- The Moto Tag finally takes the ultra-width follow-up
- This brings the Android Find Hub tracker tied with Apple aerains
- No more words when other hub trackers will support UWB
Find Hub de Google – Previously Find My Device – has been a fairly competent Android alternative to the Apple is always useful to find my service, with Android and iOS options helping you locate your missing technology. But so far, the Google service has not had a key functionality: the search for ultra-large groups.
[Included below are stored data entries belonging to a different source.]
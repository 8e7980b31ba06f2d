//! Process-wide security and normalization policy.
//!
//! # Responsibility
//! - Hold the signature rules used to detect injected markup/script.
//! - Map field names to a sanitization level and a semantic rule.
//!
//! # Invariants
//! - Both registries are built once on first use and never mutated.
//! - Unknown fields resolve to `SanitizationLevel::Moderate`, never to "no
//!   checks".

pub mod fields;
pub mod patterns;
//! Error types for the desk pipeline
//!
//! Single error taxonomy using thiserror. Every failure propagates
//! synchronously to the ingestion caller; nothing is retried.

use thiserror::Error;

/// Top-level desk error
#[derive(Error, Debug, Clone, PartialEq)]
pub enum DeskError {
    #[error("Unknown product: {id}")]
    UnknownProduct { id: String },

    #[error("Malformed record at line {line}: {reason}")]
    MalformedRecord { line: u64, reason: String },

    #[error("Invalid price: {0}")]
    InvalidPrice(String),

    #[error("Invalid side: {0}")]
    InvalidSide(String),

    #[error("Invalid inquiry state: {0}")]
    InvalidState(String),

    #[error("Unknown inquiry: {id}")]
    UnknownInquiry { id: String },

    #[error("I/O error: {0}")]
    Io(String),
}

impl From<std::io::Error> for DeskError {
    fn from(err: std::io::Error) -> Self {
        Self::Io(err.to_string())
    }
}
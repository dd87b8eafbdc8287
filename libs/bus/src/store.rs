//! Latest-value keyed store with ordered synchronous fan-out

use std::collections::HashMap;
use tracing::debug;
use types::errors::DeskError;

/// A registered observer of one store
///
/// Listeners are boxed closures rather than trait objects with back
/// pointers: downstream services capture their own shared handle and the
/// store stays ignorant of who is listening.
pub type Listener<V> = Box<dyn FnMut(&V) -> Result<(), DeskError>>;

/// Map from string key to the latest value of one domain type
///
/// Reads never fail: a key that has not been written yet reads as
/// `V::default()`, so callers must treat "absent" and "zero" as the same
/// thing. Writes are unconditional overwrites; the store keeps no history.
pub struct KeyedStore<V> {
    name: &'static str,
    values: HashMap<String, V>,
    listeners: Vec<Listener<V>>,
}

impl<V: Clone + Default> KeyedStore<V> {
    /// Create an empty store; `name` tags log lines
    pub fn new(name: &'static str) -> Self {
        Self {
            name,
            values: HashMap::new(),
            listeners: Vec::new(),
        }
    }

    /// Latest value for a key, or `V::default()` when never written
    pub fn get(&self, key: &str) -> V {
        self.values.get(key).cloned().unwrap_or_default()
    }

    /// Unconditionally overwrite the value for a key
    pub fn set(&mut self, key: impl Into<String>, value: V) {
        self.values.insert(key.into(), value);
    }

    /// Register a listener; invocation order is subscription order
    pub fn subscribe<F>(&mut self, listener: F)
    where
        F: FnMut(&V) -> Result<(), DeskError> + 'static,
    {
        self.listeners.push(Box::new(listener));
        debug!(store = self.name, listeners = self.listeners.len(), "listener subscribed");
    }

    /// Invoke every listener with `value`, in order, on this thread
    ///
    /// Fail-fast: the first listener error aborts the remaining chain and
    /// propagates to the caller. There is no listener isolation.
    pub fn notify(&mut self, value: &V) -> Result<(), DeskError> {
        for listener in &mut self.listeners {
            listener(value)?;
        }
        Ok(())
    }

    /// Store then notify, as one unit
    ///
    /// Listeners always observe a value that has already been stored, so a
    /// listener reading back through the store sees the update it is being
    /// told about.
    pub fn publish(&mut self, key: impl Into<String>, value: V) -> Result<(), DeskError> {
        self.set(key, value.clone());
        self.notify(&value)
    }

    /// Number of keys ever written
    pub fn len(&self) -> usize {
        self.values.len()
    }

    pub fn is_empty(&self) -> bool {
        self.values.is_empty()
    }
}

#[cfg(test)]
mod tests {
    use super::*;
    use std::cell::RefCell;
    use std::rc::Rc;

    #[test]
    fn test_read_before_write_returns_default() {
        let store: KeyedStore<i64> = KeyedStore::new("test");
        assert_eq!(store.get("missing"), 0);
    }

    #[test]
    fn test_set_overwrites_unconditionally() {
        let mut store: KeyedStore<i64> = KeyedStore::new("test");
        store.set("k", 1);
        store.set("k", 7);
        assert_eq!(store.get("k"), 7);
        assert_eq!(store.len(), 1);
    }

    #[test]
    fn test_fan_out_invokes_each_listener_once_in_order() {
        let mut store: KeyedStore<i64> = KeyedStore::new("test");
        let seen: Rc<RefCell<Vec<(usize, i64)>>> = Rc::new(RefCell::new(Vec::new()));

        for tag in 0..3 {
            let seen = Rc::clone(&seen);
            store.subscribe(move |value| {
                seen.borrow_mut().push((tag, *value));
                Ok(())
            });
        }

        store.publish("k", 42).unwrap();
        assert_eq!(*seen.borrow(), vec![(0, 42), (1, 42), (2, 42)]);
    }

    #[test]
    fn test_failing_listener_aborts_remaining_chain() {
        let mut store: KeyedStore<i64> = KeyedStore::new("test");
        let seen: Rc<RefCell<Vec<usize>>> = Rc::new(RefCell::new(Vec::new()));

        {
            let seen = Rc::clone(&seen);
            store.subscribe(move |_| {
                seen.borrow_mut().push(0);
                Ok(())
            });
        }
        store.subscribe(|_| {
            Err(DeskError::UnknownProduct {
                id: "BAD".to_string(),
            })
        });
        {
            let seen = Rc::clone(&seen);
            store.subscribe(move |_| {
                seen.borrow_mut().push(2);
                Ok(())
            });
        }

        let result = store.publish("k", 1);
        assert!(matches!(result, Err(DeskError::UnknownProduct { .. })));
        // Third listener never ran.
        assert_eq!(*seen.borrow(), vec![0]);
        // The value was stored before notification began.
        assert_eq!(store.get("k"), 1);
    }

    #[test]
    fn test_listener_chains_through_shared_downstream_handle() {
        // The wiring pattern used throughout the pipeline: a listener on an
        // upstream store publishes into a downstream store it holds via
        // Rc<RefCell<_>>.
        let downstream = Rc::new(RefCell::new(KeyedStore::<i64>::new("downstream")));
        let mut upstream: KeyedStore<i64> = KeyedStore::new("upstream");

        let handle = Rc::clone(&downstream);
        upstream.subscribe(move |value| handle.borrow_mut().publish("k", value * 2));

        upstream.publish("k", 21).unwrap();
        assert_eq!(downstream.borrow().get("k"), 42);
    }
}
Find Hub can help you locate your phone, headphones, compatible Bluetooth trackers and even close friends and family, all from a single application. If you have not used the service (certainly, it may feel a little hidden behind the best known Android applications in Google), it is a useful single -shop search shop that you want to add to your home screen.
However, he missed one of Apple’s main advantages to find my service: ultra-large follow-up.
This improved variant of Bluetooth monitoring allows your phone to follow the precise location of the tag more precisely. Rather than being simply more or closer to the missing tag, the application can give you much more precise directions and distances thanks to UWB. But so far, no HUB device has offered an optional UWB.
Now, finally, the Moto Tag does it thanks to an update of the firmware, as spotted by the Android police. Once installed via the Moto Tag application (currently in deployment via the Play Store), you can launch the Find Hub application, and the updated tracker will be discovered via UWB.
You will also need a high -end smartphone. While the aircraft of a few years support UWB, the functionality is exclusive to premium models such as Google Pixel 6 Pro and the Samsung Galaxy S21 Plus and Ultra. Standard flagship products, unfortunately, do not have the functionality for the moment.
Hopefully other UWB trackers arrive for Android, there will be more reasons for budgetary devices to take care of it. For the moment, the motorcycle tag seems to be the only UWB device supported by Find Hub.
Beyond the UWB, the Google Find Hub hub is also ready to support certain devices using satellites “later this year” (via Google’s blog), which makes the service even more useful than it is currently. This would allow the service not only to catch up with Apple, but to take the lead.